Git will select recursive as a default strategy when pulling or merging branches. The recursive strategy can detect and manage merges that involve renames, but it cannot use detected copies.

Resolve

git merge -s resolve branch1 branch2

The resolve strategy uses a 3-way merge for resolving branches and can resolve only two HEADs using a 3-way merge algorithm. It is safe and fast and detects criss-cross merge ambiguities in detail.

Octopus

git merge -s octopus branch1 branch2 branch3 branchN

When two or more branches are passed, the octopus strategy is engaged, by default. Octopus refuses if the merge has conflicts that need manual resolution. The basic use of Octopus is to bundle feature branch HEADs that have similarities.

Ours

git merge -s ours branch1 branch2 branchN

Our strategy resolves multiple branches, but the result is always that of the current branch HEAD. It ignores all changes from all other branches very effectively. It is intended to be used to replace an old history of side branches.

Subtree

git merge -s subtree branchA branchB

The subtree strategy is the modified version of the recursive strategy. For example, we merge A and B trees. When corresponding to a subtree of A, B is first modified to reflect the tree structure of A. The modification can be done to the shared ancestor tree of A and B.
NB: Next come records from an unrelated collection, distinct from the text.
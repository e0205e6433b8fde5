use std::path::PathBuf;

use thiserror::Error;

use crate::store::ConfigStoreError;

/// The catalog file could not be turned into a [`ProcessCatalog`](super::catalog::ProcessCatalog).
/// Always fatal at startup.
#[derive(Error, Debug)]
pub enum CatalogLoadError {
    #[error("cannot read catalog {path}: {source}")]
    Io {
        path: PathBuf,
        #[source]
        source: std::io::Error,
    },

    #[error("cannot parse catalog: {0}")]
    Parse(#[from] serde_yaml::Error),

    #[error("catalog must be a mapping of entry id to process description")]
    NotAMapping,

    #[error("catalog key {0} is not a string or number")]
    BadKey(String),

    #[error("catalog entry '{entry}' is missing required field '{field}'")]
    MissingField { entry: String, field: &'static str },

    #[error("catalog entry id '{0}' appears more than once")]
    DuplicateId(String),
}

/// A required companion-file role matched nothing on disk.
#[derive(Error, Debug, Clone, PartialEq, Eq)]
pub enum FileResolutionError {
    #[error("no file found for required role '{role}'")]
    UnmatchedRole { role: String },
}

/// Anything that stops a run after the gate has been acquired.
#[derive(Error, Debug)]
pub enum RunError {
    #[error(transparent)]
    Resolution(#[from] FileResolutionError),

    #[error("no unit registered for {module}.{class}")]
    UnknownBinding { module: String, class: String },

    #[error("cannot set up unit for {}: {source:#}", file.display())]
    Instantiation {
        file: PathBuf,
        #[source]
        source: anyhow::Error,
    },

    #[error("unit failed on {}: {source:#}", file.display())]
    Execution {
        file: PathBuf,
        #[source]
        source: anyhow::Error,
    },

    #[error("unit panicked on {}: {message}", file.display())]
    Panicked { file: PathBuf, message: String },

    #[error("cannot create output directory {}: {source}", path.display())]
    OutputDir {
        path: PathBuf,
        #[source]
        source: std::io::Error,
    },

    #[error("configuration lookup failed: {0}")]
    Config(#[from] ConfigStoreError),
}

/// Errors surfaced synchronously by the [`Controller`](super::controller::Controller).
#[derive(Error, Debug)]
pub enum ControllerError {
    #[error("unknown catalog entry '{0}'")]
    UnknownEntry(String),

    #[error("cannot spawn worker thread: {0}")]
    Spawn(#[from] std::io::Error),
}
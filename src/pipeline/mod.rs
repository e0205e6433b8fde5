//! Job orchestration: catalog, file resolution, dispatch and progress.
//!
//! Architecture:
//! ```text
//!  catalog.yaml
//!        │
//!        ▼
//!   ┌──────────────┐
//!   │ ProcessCatalog│  id → caption, kind, binding, roles
//!   └──────────────┘
//!        │ run_job(entry, files)
//!        ▼
//!   ┌──────────┐   roles ─▶ ConfigStore ─▶ matcher ─▶ effective files
//!   │Controller│
//!   └──────────┘
//!        │ one worker thread per run
//!        ▼
//!   ┌───────────┐  ExecutionGate (one run at a time)
//!   │JobExecutor│──▶ PluginRegistry ─▶ ProcessUnit per file
//!   └───────────┘
//!        │
//!        ▼
//!    Observer ◀── ProgressEvent (step … 100 | -1)
//! ```

pub mod catalog;
pub mod controller;
pub mod error;
pub mod events;
pub mod executor;
pub mod gate;
pub mod matcher;
pub mod plugin;

pub use catalog::{CatalogEntry, PluginBinding, ProcessCatalog};
pub use controller::Controller;
pub use error::{CatalogLoadError, ControllerError, FileResolutionError, RunError};
pub use events::{ChannelObserver, LogObserver, Observer, ProgressEvent, Stage};
pub use executor::{
    CancellationToken, FailurePolicy, FileOutcome, JobExecutor, JobState, OutputTarget, RunReport,
    RunRequest,
};
pub use gate::{ExecutionGate, ExecutionGuard};
pub use plugin::{Configurables, PluginRegistry, ProcessUnit, UnitContext, UnitFactory, UnitOutput};
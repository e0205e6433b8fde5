use std::path::PathBuf;
use std::process::ExitCode;
use std::sync::Arc;
use std::sync::mpsc;

use anyhow::{Context, Result, bail};
use clap::{Args, Parser, Subcommand};

use rusty_analysis::pipeline::{
    ChannelObserver, FileOutcome, LogObserver, Observer, OutputTarget, PluginRegistry, Stage,
};
use rusty_analysis::{Controller, ProcessCatalog, ProgressEvent, Settings, SqliteConfigStore};
use rusty_analysis::{logging, units};

/// Run catalogued processing units over data files.
#[derive(Debug, Parser)]
#[command(name = "rusty-analysis", version, about, long_about = None)]
struct Cli {
    /// Settings file (YAML).
    #[arg(long, short, default_value = "settings.yaml")]
    settings: PathBuf,

    #[command(subcommand)]
    command: Command,
}

#[derive(Debug, Subcommand)]
enum Command {
    /// List catalog entries.
    List,
    /// Run one catalog entry over a set of files.
    Run(RunArgs),
    /// Show or seed the parameters held in the config database.
    Params(ParamsArgs),
}

#[derive(Debug, Args)]
struct RunArgs {
    /// Catalog entry id.
    entry: String,

    /// Data files to process.
    #[arg(required = true)]
    files: Vec<PathBuf>,

    /// Write results here instead of a `processed/` folder beside each file.
    #[arg(long, short)]
    output: Option<PathBuf>,

    /// Row id echoed in every progress event.
    #[arg(long, default_value_t = 0)]
    row: u32,

    /// Configuration group to resolve parameters against.
    #[arg(long)]
    group: Option<String>,

    /// Print progress events as JSON lines.
    #[arg(long)]
    json: bool,
}

#[derive(Debug, Args)]
struct ParamsArgs {
    /// Group to list; defaults to the settings' group.
    #[arg(long)]
    group: Option<String>,

    /// List every (group, name) whose value equals this.
    #[arg(long, conflicts_with = "seed")]
    value: Option<String>,

    /// Replace the database contents with the inline `parameters`.
    #[arg(long)]
    seed: bool,
}

fn main() -> ExitCode {
    let cli = Cli::parse();
    match run(cli) {
        Ok(code) => code,
        Err(e) => {
            log::error!("{e:#}");
            eprintln!("error: {e:#}");
            ExitCode::FAILURE
        }
    }
}

fn run(cli: Cli) -> Result<ExitCode> {
    let settings = Settings::from_file(&cli.settings)?;
    if let Some(path) = logging::init(settings.log_dir.as_deref())? {
        eprintln!("Logging to {}", path.display());
    }

    match cli.command {
        Command::List => list(&settings),
        Command::Run(args) => run_entry(&settings, args),
        Command::Params(args) => params(&settings, args),
    }
}

fn load_catalog(settings: &Settings) -> Result<Arc<ProcessCatalog>> {
    let catalog = ProcessCatalog::load(&settings.catalog)
        .with_context(|| format!("loading catalog {}", settings.catalog.display()))?;
    log::info!("Loaded {} catalog entries", catalog.len());
    for id in settings.unnarrowed_entries(&catalog) {
        log::warn!("Entry '{id}' declares file roles but datafile_marker is empty; companion files will be processed as data files");
    }
    Ok(Arc::new(catalog))
}

fn list(settings: &Settings) -> Result<ExitCode> {
    let catalog = load_catalog(settings)?;
    for entry in catalog.entries() {
        println!(
            "{:<16} {:<28} {:<12} {}{}",
            entry.id,
            entry.caption,
            entry.kind,
            entry.binding,
            if entry.required_roles.is_empty() {
                String::new()
            } else {
                format!("  [{}]", entry.required_roles.join(", "))
            }
        );
    }
    Ok(ExitCode::SUCCESS)
}

fn run_entry(settings: &Settings, args: RunArgs) -> Result<ExitCode> {
    let catalog = load_catalog(settings)?;
    let store = settings.open_store()?;

    let mut registry = PluginRegistry::new();
    units::register_builtin(&mut registry);

    let controller = Controller::new(catalog, Arc::new(registry), store)
        .with_config_group(args.group.unwrap_or_else(|| settings.config_group.clone()))
        .with_datafile_marker(settings.datafile_marker.clone())
        .with_failure_policy(settings.failure_policy)
        .with_runtime(settings.runtime.clone());

    let output = match args.output {
        Some(dir) => OutputTarget::Directory(dir),
        None => OutputTarget::Local,
    };

    let (tx, rx) = mpsc::channel();
    let channel = ChannelObserver::new(tx);
    let observer = move |event: &ProgressEvent| {
        LogObserver.notify(event);
        channel.notify(event);
    };
    controller.run_job(&args.entry, args.files, output, args.row, Arc::new(observer))?;

    let mut last = None;
    for event in rx {
        print_event(&event, args.json)?;
        if event.is_terminal() {
            last = Some(event.stage);
            break;
        }
    }

    for report in controller.wait() {
        if args.json {
            continue;
        }
        for (file, outcome) in &report.results {
            match outcome {
                FileOutcome::Completed(out) => {
                    for artifact in &out.artifacts {
                        println!("  {} -> {}", file.display(), artifact.display());
                    }
                }
                FileOutcome::NoData => println!("  {} (no data)", file.display()),
                FileOutcome::Failed(reason) => println!("  {} FAILED: {reason}", file.display()),
            }
        }
        if let Some(error) = &report.error {
            eprintln!("{}: {error}", report.job_name);
        }
    }

    match last {
        Some(Stage::Completed) => Ok(ExitCode::SUCCESS),
        Some(_) => Ok(ExitCode::FAILURE),
        None => bail!("run ended without a completion event"),
    }
}

fn print_event(event: &ProgressEvent, json: bool) -> Result<()> {
    if json {
        println!("{}", serde_json::to_string(event)?);
    } else {
        match event.stage {
            Stage::Failed => println!(
                "[row {}] {} failed after {} of {}",
                event.row_id, event.job_name, event.current, event.total
            ),
            _ => println!(
                "[row {}] {} {:>3}% ({}/{})",
                event.row_id, event.job_name, event.percent, event.current, event.total
            ),
        }
    }
    Ok(())
}

fn params(settings: &Settings, args: ParamsArgs) -> Result<ExitCode> {
    let Some(db) = &settings.config_db else {
        bail!("no config_db set in settings");
    };
    let store = SqliteConfigStore::open(db)
        .with_context(|| format!("opening config database {}", db.display()))?;

    if args.seed {
        let rows: Vec<(String, String, String)> = settings
            .parameters
            .iter()
            .flat_map(|(group, values)| {
                values
                    .iter()
                    .map(move |(name, value)| (group.clone(), name.clone(), value.clone()))
            })
            .collect();
        let count = store.replace_all(&rows)?;
        println!("Stored {count} parameters in {}", db.display());
        return Ok(ExitCode::SUCCESS);
    }

    if let Some(value) = &args.value {
        for (group, name) in store.names_for_value(value)? {
            println!("{group}\t{name}");
        }
        return Ok(ExitCode::SUCCESS);
    }

    let group = args.group.as_deref().unwrap_or(&settings.config_group);
    for (name, value) in store.entries(group)? {
        println!("{name} = {value}");
    }
    Ok(ExitCode::SUCCESS)
}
Types of git merge strategies

Explicit merge

Explicit merges are considered as the default merge type. It is called explicit because it creates a new merge commit changing the history and displaying where the merge was invoked. The merge commit content is also considered as explicit as it displays the parent commits of the merge commit.

Implicit merge via rebase or fast-forward merge

The implicit merges do not create a merge commit. They just take a number of commits from the specified branch HEAD and put them to the top of the target branch. They are triggered by rebase events or fast forward merges.

Squash on merge without explicit merge

Squash is another type of implicit merge. A squash merge takes the commits from the target branch and squashes them into one commit which then is applied to the HEAD of the merge base branch. Squash can be executed during an interactive rebase. The commit history of the target branches becomes a squashed branch commit when squashed and merged.

Recursive git merge strategy options

ours Forces conflicted parts to be auto-resolved by favoring 'our' version. The changes from the other tree not conflicting with our side are reflected to the merge output.
theirs Favors the other merging tree in conflict resolution. There is no "theirs" merge strategy unlike "ours".
patience Spends much time to avoid mis-merges that occur because of unimportant matching lines.
diff-algorithim Instructs "merge-recursive" to use a different diff algorithm that helps to avoid mis-merges on unimportant matching lines.
ignore-*
  • ignore-space-change
  • ignore-all-space
  • ignore-space-at-eol
  • ignore-cr-at-eol
Targets whitespace characters. Whitespace changes mixed with other changes are not ignored.
renormalize Runs a check-out and check-in on all of the file stages when resolving a 3-way merge.
no-normalize Disables the renormalize option.
no-renames Ignores renamed files during merge.
find-renames=n Turns on the rename detection passing a similarity threshold. The n value is 100%.
subtree Works on the path metadata of the tree to make the trees match.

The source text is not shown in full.